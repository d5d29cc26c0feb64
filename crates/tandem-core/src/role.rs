//! Rank roles and the fixed rank partition they are classified from.
//!
//! A run is launched with either exactly as many ranks as the compute grid
//! has cells, in which case every rank computes and postprocessing is off,
//! or with twice as many, in which case even world ranks compute and odd
//! world ranks postprocess. Rank `r` is paired with rank `r ^ 1` across
//! the two roles.

use std::fmt;

use crate::error::LayoutError;

/// The part a rank plays in the run.
#[derive(Clone, Copy, Debug, PartialEq, Eq, Hash)]
pub enum Role {
    /// Advances simulation state each step and runs producer halves.
    Compute,
    /// Receives sampled data and runs consumer halves.
    Postprocess,
}

impl Role {
    /// Lower-case name used in logs and error messages.
    pub fn as_str(self) -> &'static str {
        match self {
            Self::Compute => "compute",
            Self::Postprocess => "postprocess",
        }
    }

    /// The other role.
    pub fn opposite(self) -> Self {
        match self {
            Self::Compute => Self::Postprocess,
            Self::Postprocess => Self::Compute,
        }
    }
}

impl fmt::Display for Role {
    fn fmt(&self, f: &mut fmt::Formatter<'_>) -> fmt::Result {
        f.write_str(self.as_str())
    }
}

/// How the world ranks are split between roles.
#[derive(Clone, Copy, Debug, PartialEq, Eq)]
pub enum PartitionMode {
    /// Every rank is a compute rank; postprocessing is disabled.
    ComputeOnly,
    /// Even ranks compute, odd ranks postprocess.
    Interleaved,
}

/// The fixed rank partition established at bootstrap.
#[derive(Clone, Copy, Debug, PartialEq, Eq)]
pub struct RankLayout {
    compute_grid: [u32; 3],
    world_size: u32,
    mode: PartitionMode,
}

impl RankLayout {
    /// Derive the partition from the compute grid and the world size.
    ///
    /// # Errors
    ///
    /// [`LayoutError::EmptyGrid`] if a grid dimension is zero,
    /// [`LayoutError::RankCountMismatch`] if `world_size` is neither the
    /// grid cell count nor twice that.
    pub fn new(compute_grid: [u32; 3], world_size: u32) -> Result<Self, LayoutError> {
        if compute_grid.contains(&0) {
            return Err(LayoutError::EmptyGrid { compute_grid });
        }
        let compute_ranks = compute_grid
            .iter()
            .try_fold(1u64, |acc, &d| acc.checked_mul(u64::from(d)))
            .ok_or(LayoutError::RankCountMismatch {
                compute_grid,
                world_size,
            })?;

        let mode = if u64::from(world_size) == compute_ranks {
            PartitionMode::ComputeOnly
        } else if compute_ranks.checked_mul(2) == Some(u64::from(world_size)) {
            PartitionMode::Interleaved
        } else {
            return Err(LayoutError::RankCountMismatch {
                compute_grid,
                world_size,
            });
        };

        Ok(Self {
            compute_grid,
            world_size,
            mode,
        })
    }

    /// The compute rank grid.
    pub fn compute_grid(&self) -> [u32; 3] {
        self.compute_grid
    }

    /// Total number of ranks in the run.
    pub fn world_size(&self) -> u32 {
        self.world_size
    }

    /// The partition mode.
    pub fn mode(&self) -> PartitionMode {
        self.mode
    }

    /// Whether postprocess ranks exist in this run.
    pub fn has_postprocess(&self) -> bool {
        self.mode == PartitionMode::Interleaved
    }

    /// Number of ranks that take the given role.
    pub fn ranks_with_role(&self, role: Role) -> u32 {
        match (self.mode, role) {
            (PartitionMode::ComputeOnly, Role::Compute) => self.world_size,
            (PartitionMode::ComputeOnly, Role::Postprocess) => 0,
            (PartitionMode::Interleaved, _) => self.world_size / 2,
        }
    }

    /// Locate a world rank inside the partition.
    ///
    /// # Errors
    ///
    /// [`LayoutError::RankOutOfRange`] if `rank >= world_size`.
    pub fn position(&self, rank: u32) -> Result<RankPosition, LayoutError> {
        if rank >= self.world_size {
            return Err(LayoutError::RankOutOfRange {
                rank,
                world_size: self.world_size,
            });
        }
        Ok(RankPosition {
            world_rank: rank,
            mode: self.mode,
        })
    }
}

/// A process's place in a validated [`RankLayout`].
#[derive(Clone, Copy, Debug, PartialEq, Eq)]
pub struct RankPosition {
    world_rank: u32,
    mode: PartitionMode,
}

impl RankPosition {
    /// Decide this rank's role. Pure and idempotent.
    pub fn classify(&self) -> Role {
        match self.mode {
            PartitionMode::ComputeOnly => Role::Compute,
            PartitionMode::Interleaved if self.world_rank % 2 == 0 => Role::Compute,
            PartitionMode::Interleaved => Role::Postprocess,
        }
    }

    /// Rank in the world communicator.
    pub fn world_rank(&self) -> u32 {
        self.world_rank
    }

    /// Rank among the ranks sharing this role.
    pub fn local_rank(&self) -> u32 {
        match self.mode {
            PartitionMode::ComputeOnly => self.world_rank,
            PartitionMode::Interleaved => self.world_rank / 2,
        }
    }

    /// World rank of the partner on the other role, if there is one.
    pub fn peer(&self) -> Option<u32> {
        match self.mode {
            PartitionMode::ComputeOnly => None,
            PartitionMode::Interleaved => Some(self.world_rank ^ 1),
        }
    }

    /// The partition mode this position was taken from.
    pub fn mode(&self) -> PartitionMode {
        self.mode
    }
}

#[cfg(test)]
mod tests {
    use super::*;
    use proptest::prelude::*;

    #[test]
    fn matching_rank_count_is_compute_only() {
        let layout = RankLayout::new([2, 1, 1], 2).unwrap();
        assert_eq!(layout.mode(), PartitionMode::ComputeOnly);
        assert!(!layout.has_postprocess());
        for rank in 0..2 {
            assert_eq!(layout.position(rank).unwrap().classify(), Role::Compute);
        }
        assert_eq!(layout.ranks_with_role(Role::Postprocess), 0);
    }

    #[test]
    fn doubled_rank_count_interleaves_roles() {
        let layout = RankLayout::new([2, 2, 1], 8).unwrap();
        assert_eq!(layout.mode(), PartitionMode::Interleaved);
        let roles: Vec<Role> = (0..8)
            .map(|r| layout.position(r).unwrap().classify())
            .collect();
        assert_eq!(
            roles,
            [
                Role::Compute,
                Role::Postprocess,
                Role::Compute,
                Role::Postprocess,
                Role::Compute,
                Role::Postprocess,
                Role::Compute,
                Role::Postprocess,
            ]
        );
        assert_eq!(layout.ranks_with_role(Role::Compute), 4);
        assert_eq!(layout.ranks_with_role(Role::Postprocess), 4);
    }

    #[test]
    fn peers_pair_compute_with_postprocess() {
        let layout = RankLayout::new([1, 1, 1], 2).unwrap();
        let compute = layout.position(0).unwrap();
        let post = layout.position(1).unwrap();
        assert_eq!(compute.peer(), Some(1));
        assert_eq!(post.peer(), Some(0));
        assert_eq!(compute.local_rank(), 0);
        assert_eq!(post.local_rank(), 0);
    }

    #[test]
    fn other_rank_counts_rejected() {
        match RankLayout::new([2, 1, 1], 3) {
            Err(LayoutError::RankCountMismatch { world_size, .. }) => assert_eq!(world_size, 3),
            other => panic!("expected RankCountMismatch, got {other:?}"),
        }
    }

    #[test]
    fn zero_dimension_rejected() {
        assert!(matches!(
            RankLayout::new([0, 1, 1], 0),
            Err(LayoutError::EmptyGrid { .. })
        ));
    }

    #[test]
    fn rank_outside_world_rejected() {
        let layout = RankLayout::new([1, 1, 1], 2).unwrap();
        assert!(matches!(
            layout.position(2),
            Err(LayoutError::RankOutOfRange {
                rank: 2,
                world_size: 2
            })
        ));
    }

    #[test]
    fn overflowing_grid_rejected() {
        assert!(matches!(
            RankLayout::new([u32::MAX, u32::MAX, u32::MAX], 4),
            Err(LayoutError::RankCountMismatch { .. })
        ));
    }

    proptest! {
        #[test]
        fn classification_is_stable_and_balanced(
            x in 1u32..4, y in 1u32..4, z in 1u32..4, split in any::<bool>()
        ) {
            let compute = x * y * z;
            let world = if split { compute * 2 } else { compute };
            let layout = RankLayout::new([x, y, z], world).unwrap();

            let mut compute_seen = 0;
            for rank in 0..world {
                let pos = layout.position(rank).unwrap();
                let role = pos.classify();
                prop_assert_eq!(role, pos.classify());
                if role == Role::Compute {
                    compute_seen += 1;
                }
                if let Some(peer) = pos.peer() {
                    let peer_role = layout.position(peer).unwrap().classify();
                    prop_assert_eq!(peer_role, role.opposite());
                }
            }
            prop_assert_eq!(compute_seen, compute);
        }
    }
}
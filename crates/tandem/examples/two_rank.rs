//! One compute rank and its postprocess peer, emulated as two threads.
//!
//! Both threads parse the same run config and run the same setup code.
//! The compute thread advances a small particle system; the postprocess
//! thread writes statistics and XYZ dumps into a temporary directory.
//!
//! ```sh
//! RUST_LOG=tandem_engine=debug cargo run --example two_rank
//! ```

use std::error::Error;
use std::path::Path;
use std::sync::Arc;
use std::thread;

use tandem::plugins::builtin_registry;
use tandem::prelude::*;
use tandem_test_utils::{particle_line, MockState};
use tracing_subscriber::EnvFilter;

const WORLD_SIZE: u32 = 2;
const STEPS: u64 = 20;

fn config_text(out: &Path) -> String {
    let out = out.display();
    format!(
        r#"
        compute_grid = [1, 1, 1]
        recv_timeout_ms = 5000

        [checkpoint]
        every = 10
        folder = "{out}/restart"

        [[plugins]]
        kind = "stats"
        name = "stats"
        every = 5
        vectors = ["solvent"]
        path = "{out}/stats.csv"

        [[plugins]]
        kind = "add_force"
        name = "gravity"
        vector = "solvent"
        force = [0.0, 0.0, -0.5]

        [[plugins]]
        kind = "dump_xyz"
        name = "solvent"
        every = 10
        vector = "solvent"
        path = "{out}/xyz"
        "#
    )
}

fn run_rank(
    rank: u32,
    config: &RunConfig,
    transport: Arc<dyn Transport>,
) -> Result<(), Box<dyn Error + Send + Sync>> {
    let layout = config.layout(WORLD_SIZE)?;
    let position = layout.position(rank)?;
    let mut c = Coordinator::from_position(Arc::new(ActivationSlot::new()), &position, transport)?;
    c.add_specs(&builtin_registry(), &config.plugins)?;

    // Only the compute rank ends up with a live particle vector.
    let solvent = c.make(
        &GuardedConstructor::new(ObjectKind::ParticleVector, |n: usize| {
            particle_line(n, [1.0, 0.0, 0.0])
        }),
        64,
    );
    let mut state = solvent
        .get()
        .map(|pv| MockState::new(0.01).with_vector("solvent", pv.clone()));

    for s in 0..STEPS {
        if let Some(state) = state.as_mut() {
            state.advance();
        }
        let metrics = c.step_all(state.as_mut().map(|st| st as &mut dyn SimulationState))?;
        tracing::debug!(role = %c.role(), step = s, total_us = metrics.total_us, "step done");
        if config.checkpoint_due(StepIndex(s)) {
            c.checkpoint(&config.checkpoint.folder, s)?;
        }
    }
    c.finalize()?;
    Ok(())
}

fn main() -> Result<(), Box<dyn Error + Send + Sync>> {
    tracing_subscriber::fmt()
        .with_env_filter(
            EnvFilter::try_from_default_env().unwrap_or_else(|_| EnvFilter::new("info")),
        )
        .with_thread_names(true)
        .init();

    let out = tempfile::tempdir()?;
    let config = Arc::new(RunConfig::from_toml_str(&config_text(out.path()))?);
    let transport: Arc<dyn Transport> = Arc::new(match config.recv_timeout() {
        Some(timeout) => LocalTransport::with_timeout(timeout),
        None => LocalTransport::new(),
    });

    let handles = (0..WORLD_SIZE)
        .map(|rank| {
            let config = Arc::clone(&config);
            let transport = Arc::clone(&transport);
            thread::Builder::new()
                .name(format!("rank-{rank}"))
                .spawn(move || run_rank(rank, &config, transport))
        })
        .collect::<Result<Vec<_>, _>>()?;
    for handle in handles {
        handle.join().map_err(|_| "rank thread panicked")??;
    }

    let csv = std::fs::read_to_string(out.path().join("stats.csv"))?;
    println!("{csv}");
    for entry in std::fs::read_dir(out.path().join("xyz"))? {
        println!("wrote {}", entry?.path().display());
    }
    Ok(())
}
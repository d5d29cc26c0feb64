//! Reference plugin kinds for Tandem.
//!
//! | Kind | Producer (compute) | Consumer (postprocess) |
//! |------|--------------------|------------------------|
//! | [`Stats`] | reduces momentum, energy, max speed | CSV rows or log lines |
//! | [`DumpXyz`] | sends particle positions | `<name>_<stamp>.xyz` files |
//! | [`DumpMesh`] | sends mesh vertices and triangles | `<name>_<stamp>.ply` files |
//! | [`AddForce`] | adds a constant force | none |

#![forbid(unsafe_code)]
#![deny(missing_docs)]
#![deny(rustdoc::broken_intra_doc_links)]

pub mod add_force;
pub mod dump_mesh;
pub mod dump_xyz;
pub mod stats;

pub use add_force::{AddForce, AddForceArgs};
pub use dump_mesh::{DumpMesh, DumpMeshArgs};
pub use dump_xyz::{DumpXyz, DumpXyzArgs};
pub use stats::{Stats, StatsArgs, StatsSample};

use tandem_plugin::PluginRegistry;

/// A registry with every kind in this crate.
pub fn builtin_registry() -> PluginRegistry {
    let mut registry = PluginRegistry::new();
    registry
        .register::<Stats>()
        .register::<DumpXyz>()
        .register::<DumpMesh>()
        .register::<AddForce>();
    registry
}
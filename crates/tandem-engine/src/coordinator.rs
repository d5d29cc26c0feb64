//! The per-process plugin coordinator.
//!
//! [`Coordinator`] is the explicit context object setup code passes to
//! every creation call. It knows the process's [`Role`], owns the
//! role-local plugin lists, and drives every plugin hook in registration
//! order when the engine steps, checkpoints or shuts down.
//!
//! # Lifecycle
//!
//! `construct` → Active → `finalize` → Finalized. Registration, stepping
//! and checkpointing are valid only while Active. At most one coordinator
//! is Active per [`ActivationSlot`]; the process-wide slot is used unless
//! a slot is passed explicitly.
//!
//! # Ownership model
//!
//! `Coordinator` is [`Send`] but not [`Sync`]. All mutating methods take
//! `&mut self`, so plugin lists are never mutated while a hook runs.

use std::path::Path;
use std::sync::Arc;
use std::time::Instant;

use indexmap::{IndexMap, IndexSet};
use tandem_channel::Transport;
use tandem_core::{
    CoordinatorError, Handle, LifecycleState, PartitionMode, PluginError, PluginHook, PluginTag,
    RankPosition, Role, StepIndex,
};
use tandem_plugin::{
    create, PluginKind, PluginPair, PluginRegistry, PluginSpec, PostprocessContext,
    PostprocessPlugin, SetupContext, SimulationContext, SimulationPlugin, SimulationState,
};

use crate::guarded::GuardedConstructor;
use crate::metrics::StepMetrics;
use crate::router::{route, RouteOutcome};
use crate::slot::ActivationSlot;

// Compile-time assertion: Coordinator is Send.
const _: () = {
    #[allow(dead_code)]
    fn assert_send<T: Send>() {}
    #[allow(dead_code)]
    fn check() {
        assert_send::<Coordinator>();
    }
};

// ── Registration ────────────────────────────────────────────────

/// Result of a successful registration call.
#[derive(Clone, Copy, Debug, PartialEq, Eq)]
pub enum Registration {
    /// The plugin joined the role-local list under this tag.
    Registered(PluginTag),
    /// The producer needs a postprocess rank and there is none; it was
    /// dropped, but its tag was still consumed.
    Skipped(PluginTag),
}
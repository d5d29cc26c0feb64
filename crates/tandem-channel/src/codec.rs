//! Little-endian payload encoding for plugin frames.
//!
//! All integers and floats are little-endian. Strings and vector lists
//! are prefixed with a `u32` element count. Producers write into a
//! `Vec<u8>`; consumers read from a `&[u8]` and call [`ensure_consumed`]
//! to reject trailing garbage.

use std::io::{Read, Write};

use tandem_core::ChannelError;

fn malformed(e: std::io::Error) -> ChannelError {
    ChannelError::Malformed {
        detail: e.to_string(),
    }
}

fn count(len: usize) -> Result<u32, ChannelError> {
    u32::try_from(len).map_err(|_| ChannelError::Malformed {
        detail: format!("length {len} does not fit a u32 prefix"),
    })
}

// ── Writers ─────────────────────────────────────────────────────

/// Write a little-endian u32.
pub fn write_u32_le(w: &mut dyn Write, v: u32) -> Result<(), ChannelError> {
    w.write_all(&v.to_le_bytes()).map_err(malformed)
}

/// Write a little-endian u64.
pub fn write_u64_le(w: &mut dyn Write, v: u64) -> Result<(), ChannelError> {
    w.write_all(&v.to_le_bytes()).map_err(malformed)
}

/// Write a little-endian f32.
pub fn write_f32_le(w: &mut dyn Write, v: f32) -> Result<(), ChannelError> {
    w.write_all(&v.to_le_bytes()).map_err(malformed)
}

/// Write a little-endian f64.
pub fn write_f64_le(w: &mut dyn Write, v: f64) -> Result<(), ChannelError> {
    w.write_all(&v.to_le_bytes()).map_err(malformed)
}

/// Write a length-prefixed UTF-8 string.
pub fn write_length_prefixed_str(w: &mut dyn Write, s: &str) -> Result<(), ChannelError> {
    write_u32_le(w, count(s.len())?)?;
    w.write_all(s.as_bytes()).map_err(malformed)
}

/// Write three f64 components.
pub fn write_vec3_f64(w: &mut dyn Write, v: [f64; 3]) -> Result<(), ChannelError> {
    v.iter().try_for_each(|&c| write_f64_le(w, c))
}

/// Write a count-prefixed list of f32 triples.
pub fn write_vec3_list(w: &mut dyn Write, items: &[[f32; 3]]) -> Result<(), ChannelError> {
    write_u32_le(w, count(items.len())?)?;
    for item in items {
        for &c in item {
            write_f32_le(w, c)?;
        }
    }
    Ok(())
}

/// Write a count-prefixed list of u32 triples.
pub fn write_triangle_list(w: &mut dyn Write, items: &[[u32; 3]]) -> Result<(), ChannelError> {
    write_u32_le(w, count(items.len())?)?;
    for item in items {
        for &c in item {
            write_u32_le(w, c)?;
        }
    }
    Ok(())
}

// ── Readers ─────────────────────────────────────────────────────

/// Read a little-endian u32.
pub fn read_u32_le(r: &mut dyn Read) -> Result<u32, ChannelError> {
    let mut buf = [0u8; 4];
    r.read_exact(&mut buf).map_err(malformed)?;
    Ok(u32::from_le_bytes(buf))
}

/// Read a little-endian u64.
pub fn read_u64_le(r: &mut dyn Read) -> Result<u64, ChannelError> {
    let mut buf = [0u8; 8];
    r.read_exact(&mut buf).map_err(malformed)?;
    Ok(u64::from_le_bytes(buf))
}

/// Read a little-endian f32.
pub fn read_f32_le(r: &mut dyn Read) -> Result<f32, ChannelError> {
    let mut buf = [0u8; 4];
    r.read_exact(&mut buf).map_err(malformed)?;
    Ok(f32::from_le_bytes(buf))
}

/// Read a little-endian f64.
pub fn read_f64_le(r: &mut dyn Read) -> Result<f64, ChannelError> {
    let mut buf = [0u8; 8];
    r.read_exact(&mut buf).map_err(malformed)?;
    Ok(f64::from_le_bytes(buf))
}

/// Read a length-prefixed UTF-8 string.
pub fn read_length_prefixed_str(r: &mut dyn Read) -> Result<String, ChannelError> {
    let len = read_u32_le(r)? as usize;
    let mut buf = Vec::new();
    (&mut *r).take(len as u64).read_to_end(&mut buf).map_err(malformed)?;
    if buf.len() != len {
        return Err(ChannelError::Malformed {
            detail: format!("string truncated: expected {len} bytes, got {}", buf.len()),
        });
    }
    String::from_utf8(buf).map_err(|e| ChannelError::Malformed {
        detail: format!("invalid UTF-8 string: {e}"),
    })
}

/// Read three f64 components.
pub fn read_vec3_f64(r: &mut dyn Read) -> Result<[f64; 3], ChannelError> {
    Ok([read_f64_le(r)?, read_f64_le(r)?, read_f64_le(r)?])
}

/// Read a count-prefixed list of f32 triples.
pub fn read_vec3_list(r: &mut dyn Read) -> Result<Vec<[f32; 3]>, ChannelError> {
    let n = read_u32_le(r)?;
    // Capacity is not trusted from the wire; a bogus count fails on read.
    let mut out = Vec::new();
    for _ in 0..n {
        out.push([read_f32_le(r)?, read_f32_le(r)?, read_f32_le(r)?]);
    }
    Ok(out)
}

/// Read a count-prefixed list of u32 triples.
pub fn read_triangle_list(r: &mut dyn Read) -> Result<Vec<[u32; 3]>, ChannelError> {
    let n = read_u32_le(r)?;
    let mut out = Vec::new();
    for _ in 0..n {
        out.push([read_u32_le(r)?, read_u32_le(r)?, read_u32_le(r)?]);
    }
    Ok(out)
}

/// Fail if bytes are left over after decoding a payload.
pub fn ensure_consumed(rest: &[u8]) -> Result<(), ChannelError> {
    if rest.is_empty() {
        Ok(())
    } else {
        Err(ChannelError::Malformed {
            detail: format!("{} trailing bytes after payload", rest.len()),
        })
    }
}

#[cfg(test)]
mod tests {
    use super::*;
    use proptest::prelude::*;

    #[test]
    fn mixed_payload_decodes_in_order() {
        let mut buf = Vec::new();
        write_u64_le(&mut buf, 42).unwrap();
        write_length_prefixed_str(&mut buf, "rbc").unwrap();
        write_vec3_f64(&mut buf, [1.0, -2.0, 0.5]).unwrap();
        write_vec3_list(&mut buf, &[[0.0, 1.0, 2.0]]).unwrap();

        let mut r: &[u8] = &buf;
        assert_eq!(read_u64_le(&mut r).unwrap(), 42);
        assert_eq!(read_length_prefixed_str(&mut r).unwrap(), "rbc");
        assert_eq!(read_vec3_f64(&mut r).unwrap(), [1.0, -2.0, 0.5]);
        assert_eq!(read_vec3_list(&mut r).unwrap(), vec![[0.0, 1.0, 2.0]]);
        ensure_consumed(r).unwrap();
    }

    #[test]
    fn truncated_input_is_malformed() {
        let mut buf = Vec::new();
        write_vec3_list(&mut buf, &[[1.0, 2.0, 3.0], [4.0, 5.0, 6.0]]).unwrap();
        buf.truncate(buf.len() - 1);
        let mut r: &[u8] = &buf;
        assert!(matches!(
            read_vec3_list(&mut r),
            Err(ChannelError::Malformed { .. })
        ));
    }

    #[test]
    fn bogus_string_length_is_malformed() {
        let mut buf = Vec::new();
        write_u32_le(&mut buf, u32::MAX).unwrap();
        buf.extend_from_slice(b"abc");
        let mut r: &[u8] = &buf;
        assert!(matches!(
            read_length_prefixed_str(&mut r),
            Err(ChannelError::Malformed { .. })
        ));
    }

    #[test]
    fn trailing_bytes_rejected() {
        assert!(ensure_consumed(&[0u8]).is_err());
        assert!(ensure_consumed(&[]).is_ok());
    }

    proptest! {
        #[test]
        fn triangle_lists_survive_encoding(tris in proptest::collection::vec(any::<[u32; 3]>(), 0..32)) {
            let mut buf = Vec::new();
            write_triangle_list(&mut buf, &tris).unwrap();
            let mut r: &[u8] = &buf;
            prop_assert_eq!(read_triangle_list(&mut r).unwrap(), tris);
            prop_assert!(r.is_empty());
        }
    }
}
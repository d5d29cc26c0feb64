//! The transport seam between paired ranks.

use tandem_core::{ChannelError, StepIndex};

/// One payload on a channel, stamped with the step it was produced on.
#[derive(Clone, Debug, PartialEq, Eq)]
pub struct Frame {
    /// Step the producer sampled on.
    pub step: StepIndex,
    /// Encoded payload.
    pub payload: Vec<u8>,
}

/// Moves frames from producer halves to consumer halves.
///
/// Frames on one channel are delivered in the order they were sent.
/// Implementations must be shareable between the threads that emulate
/// ranks, hence `Send + Sync`.
pub trait Transport: Send + Sync {
    /// Queue `payload` on `channel`. Does not wait for the consumer.
    ///
    /// # Errors
    ///
    /// [`ChannelError::Disconnected`] if the transport has been closed.
    fn send(&self, channel: &str, step: StepIndex, payload: Vec<u8>) -> Result<(), ChannelError>;

    /// Block until the next frame on `channel` arrives.
    ///
    /// # Errors
    ///
    /// [`ChannelError::Disconnected`] if no producer can ever send again,
    /// [`ChannelError::Timeout`] if the transport has a receive timeout
    /// and it elapsed.
    fn receive(&self, channel: &str) -> Result<Frame, ChannelError>;
}

/// A transport with no peer.
///
/// Used by compute ranks in a run without postprocess ranks: sends are
/// discarded and receives report a disconnected channel.
#[derive(Clone, Copy, Debug, Default)]
pub struct NullTransport;

impl Transport for NullTransport {
    fn send(&self, _channel: &str, _step: StepIndex, _payload: Vec<u8>) -> Result<(), ChannelError> {
        Ok(())
    }

    fn receive(&self, channel: &str) -> Result<Frame, ChannelError> {
        Err(ChannelError::Disconnected {
            channel: channel.to_string(),
        })
    }
}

━━━━━━━━━━

* _TASK GOAL_: Find the string "this" in the material above, and report every line where it occurs.

* _TASK RESPONSE_:
    /// Whether postprocess ranks exist in this run.
    /// Decide this rank's role. Pure and idempotent.
    /// Rank among the ranks sharing this role.
    /// The partition mode this position was taken from.
/// A registry with every kind in this crate.
    /// The plugin joined the role-local list under this tag.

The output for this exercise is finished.